EXERCISE AIM - Return, from the data that follows, each line that holds the word "power".

SOURCE DATA -
= = = =
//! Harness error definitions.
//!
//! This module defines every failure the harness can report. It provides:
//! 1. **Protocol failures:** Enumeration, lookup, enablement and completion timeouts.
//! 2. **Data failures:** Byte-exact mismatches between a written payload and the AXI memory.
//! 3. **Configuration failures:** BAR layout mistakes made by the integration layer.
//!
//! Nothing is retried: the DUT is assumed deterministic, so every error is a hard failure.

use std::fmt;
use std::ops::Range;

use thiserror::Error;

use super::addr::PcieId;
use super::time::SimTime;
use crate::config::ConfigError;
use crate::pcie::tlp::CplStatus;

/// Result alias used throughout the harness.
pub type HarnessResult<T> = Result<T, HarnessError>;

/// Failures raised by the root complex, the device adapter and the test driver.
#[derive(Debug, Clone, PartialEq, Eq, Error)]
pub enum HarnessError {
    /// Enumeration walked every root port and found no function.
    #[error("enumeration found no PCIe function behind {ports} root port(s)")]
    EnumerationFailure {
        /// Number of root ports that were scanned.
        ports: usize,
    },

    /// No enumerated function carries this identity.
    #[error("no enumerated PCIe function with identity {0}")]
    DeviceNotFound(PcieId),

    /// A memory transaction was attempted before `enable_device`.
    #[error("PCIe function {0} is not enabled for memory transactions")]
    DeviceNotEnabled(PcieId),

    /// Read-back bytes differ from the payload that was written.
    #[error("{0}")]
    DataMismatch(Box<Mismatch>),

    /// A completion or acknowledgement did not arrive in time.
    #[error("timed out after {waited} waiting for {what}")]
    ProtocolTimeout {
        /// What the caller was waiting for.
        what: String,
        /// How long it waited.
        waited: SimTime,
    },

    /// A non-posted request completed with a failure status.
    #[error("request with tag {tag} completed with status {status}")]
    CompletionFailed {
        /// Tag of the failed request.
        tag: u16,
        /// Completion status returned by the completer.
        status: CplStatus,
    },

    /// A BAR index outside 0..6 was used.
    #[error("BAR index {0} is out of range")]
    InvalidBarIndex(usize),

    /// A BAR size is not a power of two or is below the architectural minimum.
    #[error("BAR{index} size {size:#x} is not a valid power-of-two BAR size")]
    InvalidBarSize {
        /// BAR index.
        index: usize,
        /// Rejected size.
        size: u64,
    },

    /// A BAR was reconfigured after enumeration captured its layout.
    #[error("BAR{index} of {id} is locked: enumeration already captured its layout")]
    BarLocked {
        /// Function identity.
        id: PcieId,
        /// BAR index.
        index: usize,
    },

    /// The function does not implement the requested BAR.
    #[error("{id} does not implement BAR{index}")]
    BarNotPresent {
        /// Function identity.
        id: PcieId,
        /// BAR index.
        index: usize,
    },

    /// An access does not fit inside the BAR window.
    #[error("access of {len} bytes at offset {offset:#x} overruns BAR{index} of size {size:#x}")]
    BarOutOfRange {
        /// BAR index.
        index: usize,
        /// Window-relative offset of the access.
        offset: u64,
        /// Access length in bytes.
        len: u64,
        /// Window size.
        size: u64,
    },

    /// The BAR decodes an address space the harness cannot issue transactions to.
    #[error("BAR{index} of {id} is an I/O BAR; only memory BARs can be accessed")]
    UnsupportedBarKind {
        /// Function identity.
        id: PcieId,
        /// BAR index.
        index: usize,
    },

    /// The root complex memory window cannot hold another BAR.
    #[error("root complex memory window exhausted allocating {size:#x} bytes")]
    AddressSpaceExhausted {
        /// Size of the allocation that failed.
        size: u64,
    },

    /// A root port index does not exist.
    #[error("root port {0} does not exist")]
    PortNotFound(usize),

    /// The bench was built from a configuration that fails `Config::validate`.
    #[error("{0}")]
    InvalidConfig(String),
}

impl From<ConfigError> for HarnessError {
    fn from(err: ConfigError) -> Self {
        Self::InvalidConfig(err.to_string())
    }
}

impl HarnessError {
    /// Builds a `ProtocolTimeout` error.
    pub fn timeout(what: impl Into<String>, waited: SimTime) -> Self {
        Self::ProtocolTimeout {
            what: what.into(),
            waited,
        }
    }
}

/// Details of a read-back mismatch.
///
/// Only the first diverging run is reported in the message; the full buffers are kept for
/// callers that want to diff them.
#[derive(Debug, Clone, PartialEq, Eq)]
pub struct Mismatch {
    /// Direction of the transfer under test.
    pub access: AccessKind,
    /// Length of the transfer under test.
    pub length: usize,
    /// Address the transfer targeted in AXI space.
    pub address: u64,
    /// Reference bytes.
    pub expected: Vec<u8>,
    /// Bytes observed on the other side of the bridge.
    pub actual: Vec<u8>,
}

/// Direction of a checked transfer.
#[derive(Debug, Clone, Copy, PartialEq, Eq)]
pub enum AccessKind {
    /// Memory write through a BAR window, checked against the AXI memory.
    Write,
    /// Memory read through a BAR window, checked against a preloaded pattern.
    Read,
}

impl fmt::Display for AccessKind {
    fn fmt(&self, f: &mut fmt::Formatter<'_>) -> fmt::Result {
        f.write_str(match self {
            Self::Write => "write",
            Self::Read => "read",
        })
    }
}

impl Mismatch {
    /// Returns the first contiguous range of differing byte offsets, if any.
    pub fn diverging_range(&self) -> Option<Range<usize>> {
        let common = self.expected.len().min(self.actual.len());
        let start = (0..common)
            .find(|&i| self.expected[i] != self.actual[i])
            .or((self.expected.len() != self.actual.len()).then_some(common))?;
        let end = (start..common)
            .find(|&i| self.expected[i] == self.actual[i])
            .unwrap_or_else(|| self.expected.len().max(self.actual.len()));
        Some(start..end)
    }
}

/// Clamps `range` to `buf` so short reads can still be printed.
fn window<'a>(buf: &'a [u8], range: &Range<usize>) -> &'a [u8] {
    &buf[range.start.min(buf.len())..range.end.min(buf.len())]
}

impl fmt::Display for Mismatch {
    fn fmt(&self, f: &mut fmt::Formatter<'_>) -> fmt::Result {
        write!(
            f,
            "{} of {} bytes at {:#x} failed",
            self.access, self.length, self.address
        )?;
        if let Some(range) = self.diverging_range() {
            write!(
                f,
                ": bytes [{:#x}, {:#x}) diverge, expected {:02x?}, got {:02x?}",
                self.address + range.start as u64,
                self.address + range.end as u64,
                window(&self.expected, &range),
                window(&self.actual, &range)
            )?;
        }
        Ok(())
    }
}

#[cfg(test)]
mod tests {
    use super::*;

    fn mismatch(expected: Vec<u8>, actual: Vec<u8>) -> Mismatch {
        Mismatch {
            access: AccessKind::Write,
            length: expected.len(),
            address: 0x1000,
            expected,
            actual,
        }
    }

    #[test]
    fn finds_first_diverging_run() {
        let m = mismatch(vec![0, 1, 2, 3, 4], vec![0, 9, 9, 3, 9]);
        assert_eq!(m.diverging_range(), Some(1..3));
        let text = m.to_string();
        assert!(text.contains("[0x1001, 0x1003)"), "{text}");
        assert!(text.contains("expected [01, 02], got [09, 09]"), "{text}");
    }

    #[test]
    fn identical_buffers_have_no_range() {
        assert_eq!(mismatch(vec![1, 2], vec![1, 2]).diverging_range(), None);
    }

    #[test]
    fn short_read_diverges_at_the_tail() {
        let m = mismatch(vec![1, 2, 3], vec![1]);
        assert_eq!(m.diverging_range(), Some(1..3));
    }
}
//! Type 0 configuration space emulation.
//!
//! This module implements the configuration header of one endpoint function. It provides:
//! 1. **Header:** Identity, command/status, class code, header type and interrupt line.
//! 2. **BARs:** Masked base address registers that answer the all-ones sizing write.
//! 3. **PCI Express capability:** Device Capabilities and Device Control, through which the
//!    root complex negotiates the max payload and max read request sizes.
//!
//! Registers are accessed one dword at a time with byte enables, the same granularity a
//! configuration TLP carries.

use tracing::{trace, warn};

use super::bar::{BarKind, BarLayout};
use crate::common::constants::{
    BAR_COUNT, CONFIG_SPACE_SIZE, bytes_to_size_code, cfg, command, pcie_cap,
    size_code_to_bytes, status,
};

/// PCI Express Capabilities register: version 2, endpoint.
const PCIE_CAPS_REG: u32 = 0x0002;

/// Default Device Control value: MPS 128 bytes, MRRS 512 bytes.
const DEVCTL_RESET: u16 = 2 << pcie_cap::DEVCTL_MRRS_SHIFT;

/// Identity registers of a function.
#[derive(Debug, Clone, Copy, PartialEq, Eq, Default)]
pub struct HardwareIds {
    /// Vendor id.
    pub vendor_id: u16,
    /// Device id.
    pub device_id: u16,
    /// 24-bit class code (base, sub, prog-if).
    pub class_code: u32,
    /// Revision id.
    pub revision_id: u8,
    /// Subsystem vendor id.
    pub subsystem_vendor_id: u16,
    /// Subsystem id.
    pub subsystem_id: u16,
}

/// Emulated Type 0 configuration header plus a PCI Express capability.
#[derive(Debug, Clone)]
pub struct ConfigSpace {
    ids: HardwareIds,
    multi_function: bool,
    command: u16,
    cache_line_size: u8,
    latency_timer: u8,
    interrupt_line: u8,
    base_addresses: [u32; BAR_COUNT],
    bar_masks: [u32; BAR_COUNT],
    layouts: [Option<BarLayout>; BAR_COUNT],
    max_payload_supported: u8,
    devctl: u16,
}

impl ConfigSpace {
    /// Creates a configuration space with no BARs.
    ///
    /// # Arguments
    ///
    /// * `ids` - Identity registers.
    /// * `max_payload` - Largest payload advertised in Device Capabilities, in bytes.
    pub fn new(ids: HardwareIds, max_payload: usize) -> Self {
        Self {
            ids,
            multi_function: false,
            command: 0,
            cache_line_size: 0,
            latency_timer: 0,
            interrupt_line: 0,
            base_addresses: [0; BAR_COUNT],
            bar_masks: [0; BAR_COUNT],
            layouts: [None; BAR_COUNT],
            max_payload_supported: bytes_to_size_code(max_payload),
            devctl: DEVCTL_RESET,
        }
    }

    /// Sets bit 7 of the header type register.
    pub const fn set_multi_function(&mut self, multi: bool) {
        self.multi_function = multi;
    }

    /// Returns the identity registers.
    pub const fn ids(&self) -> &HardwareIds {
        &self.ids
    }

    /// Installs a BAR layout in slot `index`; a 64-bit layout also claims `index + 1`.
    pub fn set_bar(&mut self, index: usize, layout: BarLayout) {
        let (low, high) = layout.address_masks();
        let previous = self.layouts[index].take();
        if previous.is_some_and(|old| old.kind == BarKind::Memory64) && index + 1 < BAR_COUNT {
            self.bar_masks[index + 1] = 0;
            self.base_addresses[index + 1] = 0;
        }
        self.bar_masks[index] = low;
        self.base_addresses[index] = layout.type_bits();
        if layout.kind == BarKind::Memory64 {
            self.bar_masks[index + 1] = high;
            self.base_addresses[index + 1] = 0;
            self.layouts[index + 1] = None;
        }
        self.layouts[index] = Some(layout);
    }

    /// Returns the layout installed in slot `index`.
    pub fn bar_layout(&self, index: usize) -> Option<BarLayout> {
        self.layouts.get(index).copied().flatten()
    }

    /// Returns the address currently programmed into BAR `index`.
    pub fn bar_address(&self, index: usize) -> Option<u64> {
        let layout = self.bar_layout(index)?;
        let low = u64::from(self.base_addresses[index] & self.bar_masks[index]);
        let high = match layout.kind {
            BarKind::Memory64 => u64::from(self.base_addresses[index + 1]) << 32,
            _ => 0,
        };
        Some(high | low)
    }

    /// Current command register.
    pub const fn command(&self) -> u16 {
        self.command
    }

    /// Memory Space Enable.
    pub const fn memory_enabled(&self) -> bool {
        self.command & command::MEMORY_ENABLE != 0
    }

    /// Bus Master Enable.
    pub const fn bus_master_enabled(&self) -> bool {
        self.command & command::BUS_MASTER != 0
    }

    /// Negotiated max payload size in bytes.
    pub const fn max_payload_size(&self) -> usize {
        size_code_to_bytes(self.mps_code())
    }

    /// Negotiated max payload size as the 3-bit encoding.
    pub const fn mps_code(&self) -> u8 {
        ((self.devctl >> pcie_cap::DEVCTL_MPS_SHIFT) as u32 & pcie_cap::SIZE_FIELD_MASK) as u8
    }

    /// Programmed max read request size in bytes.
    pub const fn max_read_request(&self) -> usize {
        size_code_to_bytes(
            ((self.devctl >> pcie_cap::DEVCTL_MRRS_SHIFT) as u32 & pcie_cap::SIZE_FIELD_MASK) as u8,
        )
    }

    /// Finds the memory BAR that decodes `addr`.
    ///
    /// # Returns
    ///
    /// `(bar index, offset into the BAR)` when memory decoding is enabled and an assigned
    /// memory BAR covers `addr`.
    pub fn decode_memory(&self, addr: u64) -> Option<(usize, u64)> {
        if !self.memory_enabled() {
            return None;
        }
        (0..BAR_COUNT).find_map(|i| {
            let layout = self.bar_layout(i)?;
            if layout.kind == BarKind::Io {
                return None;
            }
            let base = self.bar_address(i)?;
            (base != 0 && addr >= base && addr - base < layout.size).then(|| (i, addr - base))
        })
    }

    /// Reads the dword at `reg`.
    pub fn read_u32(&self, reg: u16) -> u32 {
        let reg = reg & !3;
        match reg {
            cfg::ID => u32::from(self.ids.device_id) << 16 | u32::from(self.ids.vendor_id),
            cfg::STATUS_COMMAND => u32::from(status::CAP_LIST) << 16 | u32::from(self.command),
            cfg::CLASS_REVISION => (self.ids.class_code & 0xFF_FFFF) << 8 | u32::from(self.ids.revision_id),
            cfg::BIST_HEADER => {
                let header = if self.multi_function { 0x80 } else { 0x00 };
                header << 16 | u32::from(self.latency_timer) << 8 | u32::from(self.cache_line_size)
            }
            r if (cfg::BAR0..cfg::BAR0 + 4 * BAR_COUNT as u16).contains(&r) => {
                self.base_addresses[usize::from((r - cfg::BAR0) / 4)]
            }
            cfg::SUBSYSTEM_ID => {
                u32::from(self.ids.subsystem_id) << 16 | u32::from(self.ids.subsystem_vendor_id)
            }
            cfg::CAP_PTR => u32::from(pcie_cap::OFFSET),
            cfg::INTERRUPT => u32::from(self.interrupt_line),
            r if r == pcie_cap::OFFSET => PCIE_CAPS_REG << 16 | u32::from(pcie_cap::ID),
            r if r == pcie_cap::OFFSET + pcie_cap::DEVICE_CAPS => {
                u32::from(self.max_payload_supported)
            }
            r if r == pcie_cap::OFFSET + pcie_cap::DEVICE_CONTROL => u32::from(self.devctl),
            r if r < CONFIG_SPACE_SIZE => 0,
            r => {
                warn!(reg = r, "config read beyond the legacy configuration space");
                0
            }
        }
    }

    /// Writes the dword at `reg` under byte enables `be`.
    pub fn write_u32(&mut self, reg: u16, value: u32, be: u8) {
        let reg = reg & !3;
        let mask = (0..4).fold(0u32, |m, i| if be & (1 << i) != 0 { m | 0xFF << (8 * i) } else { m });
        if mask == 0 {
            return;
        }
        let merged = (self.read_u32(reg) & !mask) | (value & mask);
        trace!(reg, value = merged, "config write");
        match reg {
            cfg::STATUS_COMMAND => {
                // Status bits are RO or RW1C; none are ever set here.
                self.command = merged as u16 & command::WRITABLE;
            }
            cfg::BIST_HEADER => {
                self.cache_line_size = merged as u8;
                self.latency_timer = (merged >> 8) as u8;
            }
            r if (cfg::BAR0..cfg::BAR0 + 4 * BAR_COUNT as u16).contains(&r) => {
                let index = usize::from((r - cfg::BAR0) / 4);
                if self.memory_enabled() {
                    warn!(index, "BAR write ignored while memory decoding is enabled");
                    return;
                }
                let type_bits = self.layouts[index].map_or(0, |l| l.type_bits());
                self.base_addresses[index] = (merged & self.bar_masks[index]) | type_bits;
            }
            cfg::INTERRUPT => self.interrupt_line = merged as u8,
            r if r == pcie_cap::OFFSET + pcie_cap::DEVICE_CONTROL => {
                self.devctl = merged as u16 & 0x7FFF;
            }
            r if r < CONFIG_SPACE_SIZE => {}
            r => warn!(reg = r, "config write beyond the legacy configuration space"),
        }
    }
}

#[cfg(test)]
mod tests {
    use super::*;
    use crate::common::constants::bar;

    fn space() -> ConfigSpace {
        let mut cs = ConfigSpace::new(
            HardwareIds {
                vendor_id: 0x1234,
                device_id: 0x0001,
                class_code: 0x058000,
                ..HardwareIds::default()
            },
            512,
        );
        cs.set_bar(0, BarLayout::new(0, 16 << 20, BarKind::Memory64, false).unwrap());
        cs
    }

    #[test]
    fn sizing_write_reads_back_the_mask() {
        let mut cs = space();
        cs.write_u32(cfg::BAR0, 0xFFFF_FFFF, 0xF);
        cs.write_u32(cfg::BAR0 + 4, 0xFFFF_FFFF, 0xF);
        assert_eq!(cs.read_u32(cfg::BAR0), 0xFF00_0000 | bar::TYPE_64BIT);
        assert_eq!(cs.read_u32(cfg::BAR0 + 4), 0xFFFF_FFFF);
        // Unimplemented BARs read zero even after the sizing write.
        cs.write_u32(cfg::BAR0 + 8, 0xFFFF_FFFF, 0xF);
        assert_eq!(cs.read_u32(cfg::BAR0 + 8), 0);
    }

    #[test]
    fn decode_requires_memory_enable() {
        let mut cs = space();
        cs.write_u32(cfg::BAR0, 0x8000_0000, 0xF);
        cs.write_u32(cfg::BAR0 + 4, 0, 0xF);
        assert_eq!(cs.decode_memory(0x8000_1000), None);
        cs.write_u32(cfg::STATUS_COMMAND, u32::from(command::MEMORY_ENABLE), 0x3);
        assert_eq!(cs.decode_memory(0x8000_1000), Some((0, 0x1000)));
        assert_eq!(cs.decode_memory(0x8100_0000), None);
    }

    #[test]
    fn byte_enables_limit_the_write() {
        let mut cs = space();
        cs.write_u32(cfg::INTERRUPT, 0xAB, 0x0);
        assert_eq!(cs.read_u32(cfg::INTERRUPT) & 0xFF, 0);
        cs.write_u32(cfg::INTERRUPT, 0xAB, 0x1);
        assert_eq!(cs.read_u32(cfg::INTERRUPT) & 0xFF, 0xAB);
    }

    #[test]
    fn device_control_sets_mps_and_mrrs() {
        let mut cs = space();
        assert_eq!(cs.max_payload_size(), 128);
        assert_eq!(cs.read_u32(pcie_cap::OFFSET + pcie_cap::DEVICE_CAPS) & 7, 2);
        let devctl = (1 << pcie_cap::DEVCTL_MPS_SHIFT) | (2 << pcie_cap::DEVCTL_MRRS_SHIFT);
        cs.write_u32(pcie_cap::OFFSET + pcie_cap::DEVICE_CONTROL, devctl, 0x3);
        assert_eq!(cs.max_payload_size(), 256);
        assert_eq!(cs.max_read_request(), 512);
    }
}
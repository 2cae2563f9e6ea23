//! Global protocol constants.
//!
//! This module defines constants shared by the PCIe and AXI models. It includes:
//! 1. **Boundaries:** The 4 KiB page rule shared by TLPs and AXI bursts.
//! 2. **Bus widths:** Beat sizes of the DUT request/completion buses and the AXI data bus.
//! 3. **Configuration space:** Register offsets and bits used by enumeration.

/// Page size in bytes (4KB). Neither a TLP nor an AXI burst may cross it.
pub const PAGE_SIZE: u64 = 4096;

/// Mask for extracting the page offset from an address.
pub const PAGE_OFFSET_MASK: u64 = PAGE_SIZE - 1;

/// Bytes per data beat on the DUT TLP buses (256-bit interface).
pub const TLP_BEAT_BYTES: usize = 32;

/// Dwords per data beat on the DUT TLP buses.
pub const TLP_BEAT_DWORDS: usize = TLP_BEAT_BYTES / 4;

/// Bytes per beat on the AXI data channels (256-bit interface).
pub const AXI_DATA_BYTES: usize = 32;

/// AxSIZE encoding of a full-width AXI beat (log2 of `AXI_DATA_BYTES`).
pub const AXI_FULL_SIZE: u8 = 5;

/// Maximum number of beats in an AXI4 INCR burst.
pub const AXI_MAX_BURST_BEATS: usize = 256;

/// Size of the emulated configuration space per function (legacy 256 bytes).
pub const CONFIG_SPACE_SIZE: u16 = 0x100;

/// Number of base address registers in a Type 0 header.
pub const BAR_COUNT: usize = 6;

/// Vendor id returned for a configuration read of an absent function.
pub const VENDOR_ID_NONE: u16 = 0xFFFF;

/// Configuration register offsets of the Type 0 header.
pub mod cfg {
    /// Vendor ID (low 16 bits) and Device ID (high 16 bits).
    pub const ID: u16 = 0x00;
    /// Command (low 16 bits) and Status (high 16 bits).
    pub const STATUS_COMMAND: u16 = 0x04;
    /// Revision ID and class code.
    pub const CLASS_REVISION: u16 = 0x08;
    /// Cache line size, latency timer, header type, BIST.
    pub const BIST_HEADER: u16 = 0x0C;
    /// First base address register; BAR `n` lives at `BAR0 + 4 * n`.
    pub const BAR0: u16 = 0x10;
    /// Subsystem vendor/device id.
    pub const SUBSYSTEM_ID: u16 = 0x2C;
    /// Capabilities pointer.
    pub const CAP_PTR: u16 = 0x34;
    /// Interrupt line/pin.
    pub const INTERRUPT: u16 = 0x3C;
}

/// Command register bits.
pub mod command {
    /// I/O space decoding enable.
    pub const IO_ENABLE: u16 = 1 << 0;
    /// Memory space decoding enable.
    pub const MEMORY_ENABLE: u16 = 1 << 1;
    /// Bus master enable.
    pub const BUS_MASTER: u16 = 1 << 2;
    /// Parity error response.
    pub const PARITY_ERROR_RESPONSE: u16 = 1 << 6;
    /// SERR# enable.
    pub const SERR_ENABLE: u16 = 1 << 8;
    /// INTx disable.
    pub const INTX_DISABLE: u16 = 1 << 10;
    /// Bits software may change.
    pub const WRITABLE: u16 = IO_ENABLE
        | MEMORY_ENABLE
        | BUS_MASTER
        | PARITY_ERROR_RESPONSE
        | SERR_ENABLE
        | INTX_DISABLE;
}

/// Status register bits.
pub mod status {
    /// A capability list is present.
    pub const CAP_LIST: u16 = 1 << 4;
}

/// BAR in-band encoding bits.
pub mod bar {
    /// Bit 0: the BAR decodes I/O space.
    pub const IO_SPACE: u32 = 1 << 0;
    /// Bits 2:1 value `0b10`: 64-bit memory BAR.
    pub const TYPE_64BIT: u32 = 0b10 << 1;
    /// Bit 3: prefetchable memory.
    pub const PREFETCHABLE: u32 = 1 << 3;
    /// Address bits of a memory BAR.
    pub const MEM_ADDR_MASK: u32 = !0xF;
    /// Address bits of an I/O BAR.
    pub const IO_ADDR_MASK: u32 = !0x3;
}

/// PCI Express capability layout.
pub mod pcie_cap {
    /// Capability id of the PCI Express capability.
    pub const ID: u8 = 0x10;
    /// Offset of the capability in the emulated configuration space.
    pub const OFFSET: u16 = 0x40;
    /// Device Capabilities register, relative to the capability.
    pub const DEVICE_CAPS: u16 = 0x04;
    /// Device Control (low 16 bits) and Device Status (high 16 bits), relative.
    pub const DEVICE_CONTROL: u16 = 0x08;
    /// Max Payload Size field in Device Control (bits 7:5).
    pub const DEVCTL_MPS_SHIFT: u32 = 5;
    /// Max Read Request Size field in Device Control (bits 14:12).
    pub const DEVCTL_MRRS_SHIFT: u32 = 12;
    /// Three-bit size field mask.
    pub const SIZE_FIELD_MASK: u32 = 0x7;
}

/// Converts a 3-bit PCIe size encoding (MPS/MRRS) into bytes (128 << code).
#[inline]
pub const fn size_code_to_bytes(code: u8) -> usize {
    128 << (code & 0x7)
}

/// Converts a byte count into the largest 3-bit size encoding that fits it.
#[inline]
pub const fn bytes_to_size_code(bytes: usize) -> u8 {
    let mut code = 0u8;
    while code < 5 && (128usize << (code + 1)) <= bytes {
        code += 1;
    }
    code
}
= = = =
RESPONSE AREA -
    /// A BAR size is not a power of two or is below the architectural minimum.
    #[error("BAR{index} size {size:#x} is not a valid power-of-two BAR size")]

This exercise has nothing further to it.